L'Italia ha sempre avuto una disparità di costo dell'energia rispetto agli altri Paesi.
«Dopo la pandemia, però, la situazione è peggiorata. È vero, abbiamo ricostituito gli approvvigionamenti facendo a meno del gas russo. Ma i prezzi sono più alti, anche perché una buona fetta di queste forniture è costituita da Gnl, gas naturale liquefatto. Il risultato è che il costo dell'energia per le imprese italiane è strutturalmente superiore almeno del 30% rispetto a quello di Germania e Francia e il costo pagato dalle imprese europee in certi periodi è arrivato a essere addirittura 7 volte più che in Usa e in Cina. Il costo dell'elettricità resta più alto in Italia perché frutto della generazione termoelettrica da gas naturale».
Vie d'uscita?
«La prima è, come suggeriscono le linee guida del B7 di Confindustria che verranno presentate oggi alla presidenza italiana del G7, un convergenza a livello Ue sul mercato unico dell'energia e su un prezzo competitivo unico».

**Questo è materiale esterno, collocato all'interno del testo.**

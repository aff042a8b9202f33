// ABOUTME: Conversation orchestrator for the empathetic, practical, and diary modes
// ABOUTME: Validates input, persists turns, and drives the generation client with a rolling window
//
// SPDX-License-Identifier: MIT OR Apache-2.0
// Copyright (c) 2026 Echo Platform

//! Conversation orchestration
//!
//! One call per inbound message: validate, persist the user's turn, fetch
//! the rolling context window, request a reply, persist it. Diary mode is
//! append-only and never touches the generation client. The sequence is not
//! transactional: an inbound turn can outlive a failed generation call.

use serde::{Deserialize, Serialize};
use std::sync::Arc;
use tracing::{error, info};

use crate::database::{Database, TurnRecord};
use crate::llm::{prompts, CallContext, ChatMessage, GenerationClient, GenerationErrorKind};
use echo_core::models::ConversationMode;
use echo_core::{AppError, AppResult};

/// Number of prior turns included in the generation context
const CONTEXT_WINDOW: i64 = 5;

/// History read limits: requests outside [1, `MAX`] are clamped
const HISTORY_LIMIT_MAX: i64 = 1000;
const HISTORY_LIMIT_FALLBACK: i64 = 10;

/// Per-user conversation counts across all modes
#[derive(Debug, Serialize, Deserialize)]
pub struct ConversationStats {
    /// User the stats belong to
    pub user_id: String,
    /// Turns in the empathetic bucket
    pub empathetic_messages: i64,
    /// Turns in the practical bucket
    pub practical_messages: i64,
    /// Entries in the diary bucket
    pub diary_entries: i64,
    /// Sum of the above
    pub total_messages: i64,
}

/// Conversation orchestrator
pub struct ConversationService {
    database: Database,
    generation: Arc<GenerationClient>,
}

impl ConversationService {
    /// Create a new conversation service
    #[must_use]
    pub fn new(database: Database, generation: Arc<GenerationClient>) -> Self {
        Self {
            database,
            generation,
        }
    }

    /// Handle one inbound message in a reply-generating mode
    ///
    /// # Errors
    ///
    /// Returns `InvalidInput` for empty or over-length text and for diary
    /// mode (which has no replies), `ExternalServiceUnavailable` when the
    /// generation client fails, or a database error.
    pub async fn send_message(
        &self,
        user_id: &str,
        mode: ConversationMode,
        text: &str,
    ) -> AppResult<String> {
        Self::validate_text(mode, text)?;

        let Some(system_prompt) = prompts::persona(mode) else {
            return Err(AppError::invalid_input(
                "Diary mode does not generate replies",
            ));
        };

        let conversations = self.database.conversations();
        conversations
            .insert_turn(user_id, mode, text, true)
            .await?;
        info!("Saved inbound message for user {user_id} in mode {mode}");

        let recent = conversations
            .recent_turns(user_id, mode, CONTEXT_WINDOW)
            .await?;
        let messages = Self::build_messages(system_prompt, &recent, text);

        let ctx = CallContext::for_user(user_id, mode.as_str());
        let reply = match self.generation.chat(&messages, &ctx).await {
            Ok(reply) => reply,
            Err(generation_error) => {
                if generation_error.kind == GenerationErrorKind::ModelNotFound {
                    // Best-effort diagnostics; the probe itself never fails.
                    let report = self.generation.probe().await;
                    error!("Generation service diagnostics: {report:?}");
                }
                return Err(generation_error.into());
            }
        };

        conversations
            .insert_turn(user_id, mode, &reply, false)
            .await?;
        info!("Saved generated reply for user {user_id} in mode {mode}");

        Ok(reply)
    }

    /// Append a diary entry (no generated reply)
    ///
    /// # Errors
    ///
    /// Returns `InvalidInput` for empty or over-length text, or a database
    /// error.
    pub async fn append_diary(&self, user_id: &str, text: &str) -> AppResult<TurnRecord> {
        Self::validate_text(ConversationMode::Diary, text)?;

        let entry = self
            .database
            .conversations()
            .insert_turn(user_id, ConversationMode::Diary, text, true)
            .await?;
        info!("Saved diary entry for user {user_id}");

        Ok(entry)
    }

    /// Chronological history for (user, mode) with a clamped limit
    ///
    /// # Errors
    ///
    /// Returns a database error if the read fails.
    pub async fn history(
        &self,
        user_id: &str,
        mode: ConversationMode,
        limit: i64,
    ) -> AppResult<Vec<TurnRecord>> {
        let limit = if limit > HISTORY_LIMIT_MAX {
            HISTORY_LIMIT_MAX
        } else if limit < 1 {
            HISTORY_LIMIT_FALLBACK
        } else {
            limit
        };

        self.database
            .conversations()
            .recent_turns(user_id, mode, limit)
            .await
    }

    /// Per-mode message counts for a user
    ///
    /// # Errors
    ///
    /// Returns a database error if any count fails.
    pub async fn stats(&self, user_id: &str) -> AppResult<ConversationStats> {
        let conversations = self.database.conversations();
        let empathetic = conversations
            .count_turns(user_id, ConversationMode::Empathetic)
            .await?;
        let practical = conversations
            .count_turns(user_id, ConversationMode::Practical)
            .await?;
        let diary = conversations
            .count_turns(user_id, ConversationMode::Diary)
            .await?;

        Ok(ConversationStats {
            user_id: user_id.to_owned(),
            empathetic_messages: empathetic,
            practical_messages: practical,
            diary_entries: diary,
            total_messages: empathetic + practical + diary,
        })
    }

    /// Reject empty and over-length text before any side effect happens
    fn validate_text(mode: ConversationMode, text: &str) -> AppResult<()> {
        if text.trim().is_empty() {
            return Err(AppError::invalid_input("Message must not be empty"));
        }

        let max_chars = mode.max_message_chars();
        if text.chars().count() > max_chars {
            return Err(AppError::invalid_input(format!(
                "Message is too long. Max. {max_chars} characters"
            )));
        }

        Ok(())
    }

    /// Assemble the role-tagged message list for the generation client
    fn build_messages(
        system_prompt: &str,
        recent: &[TurnRecord],
        text: &str,
    ) -> Vec<ChatMessage> {
        let mut messages = Vec::with_capacity(recent.len() + 2);
        messages.push(ChatMessage::system(system_prompt));

        for turn in recent {
            if turn.is_user_message {
                messages.push(ChatMessage::user(&turn.message));
            } else {
                messages.push(ChatMessage::assistant(&turn.message));
            }
        }

        messages.push(ChatMessage::user(text));
        messages
    }
}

Sull'energia come sul fisco l'Europa è un'idea, ogni Paese pensa per se...
«Per questo nell'attesa che qualcosa cambi dobbiamo puntare sul nucleare».
Nessuno vorrebbe una centrale nucleare vicino a casa propria.

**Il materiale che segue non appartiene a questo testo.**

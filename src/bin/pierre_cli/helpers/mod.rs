// SPDX-License-Identifier: MIT OR Apache-2.0
// Copyright (c) 2025 Pierre Fitness Intelligence
// ABOUTME: Re-exports helper modules for pierre-cli
// ABOUTME: Provides access to JWKS and display formatting utilities

pub mod display;
pub mod jwks;
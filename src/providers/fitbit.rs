// ABOUTME: Fitbit API integration and health data fetching
// ABOUTME: Handles Fitbit authentication, activity retrieval, and health metrics
//
// Licensed under either of Apache License, Version 2.0 or MIT License at your option.
// Copyright ©2025 Async-IO.org

//! Fitbit provider implementation for fitness data retrieval.
//!
//! This module provides integration with the Fitbit Web API, supporting:
//! - `OAuth2` authentication with PKCE for enhanced security
//! - Activity data retrieval with comprehensive metrics
//! - User profile information
//! - Aggregated fitness statistics
//!
//! # API Documentation
//! - [Fitbit Web API](https://dev.fitbit.com/build/reference/web-api/)
//! - [OAuth2 Authorization](https://dev.fitbit.com/build/reference/web-api/developer-guide/authorization/)

use super::{AuthData, FitnessProvider};
use crate::errors::AppError;
use crate::models::{Activity, Athlete, HeartRateZone, PersonalRecord, SportType, Stats};
use crate::oauth2_client::PkceParams;
use crate::pagination::{CursorPage, PaginationParams};
use crate::utils::http_client::api_client;
use anyhow::{Context, Result};
use async_trait::async_trait;
use chrono::{DateTime, Utc};
use reqwest::Client;
use serde::Deserialize;
use tracing::info;

const FITBIT_API_BASE: &str = "https://api.fitbit.com/1";
const FITBIT_AUTH_URL: &str = "https://www.fitbit.com/oauth2/authorize";

/// Fitbit provider implementation supporting `OAuth2` with `PKCE`
pub struct FitbitProvider {
    client: Client,
    access_token: Option<String>,
    client_id: Option<String>,
    client_secret: Option<String>,
    refresh_token: Option<String>,
}

impl Default for FitbitProvider {
    fn default() -> Self {
        Self::new()
    }
}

«Perché non si conoscono le cose. Pensiamo ancora alle centrali degli anni Ottanta quando oggi la tecnologia ha fatto passi da gigante sul fronte della sicurezza e della gestibilità di questi impianti. Che per di più porterebbero lavoro nei territori: si parla di oltre mezzo milione di posti entro il 2050. Ma bisogna partire subito: solo partendo subito potremmo avere le prime centrali nel 2030-2031. Serve al più presto inserire il nucleare nel Pniec (il Piano nazionale integrato dell'energia e del clima, ndr;). Solo così potremo avere l'energia necessaria a gestire la transizione e la digitalizzazione».
L'alternativa?
«Le rinnovabili vanno sviluppate ma non bastano. L'alternativa è una lenta deindustrializzazione. Anche perché i bisogni di energia stanno aumentando a dismisura con la digitalizzazione: secondo l'Aie il consumo energetico dei data center potrebbe passare dai 460 terawattora del 2022 ai 1.050 del 2026».
Cosa possono fare le imprese per il nostro Paese? Investire di più?
«Siamo pronti a farlo. Mi permetta di lanciare un appello: si emanino al più presto i provvedimenti necessari all'attuazione del credito di imposta Industria 5.0. È una norma sicuramente positiva, ma che agevolerà solo gli investimenti del 2024 e del 2025. Abbiamo già "sprecato" quasi sei mesi del 2024».
Come giudica questa campagna elettorale?
«Se vogliamo reggere in un mondo in cui le partite si giocano a livello continentale abbiamo bisogno di un salto in avanti nel progetto politico europeo. Mi colpisce che tutta la discussione sia girata attorno ad aspetti mediatici. Trascurando troppo spesso le competenze dei candidati e il merito delle questioni chiave per le imprese».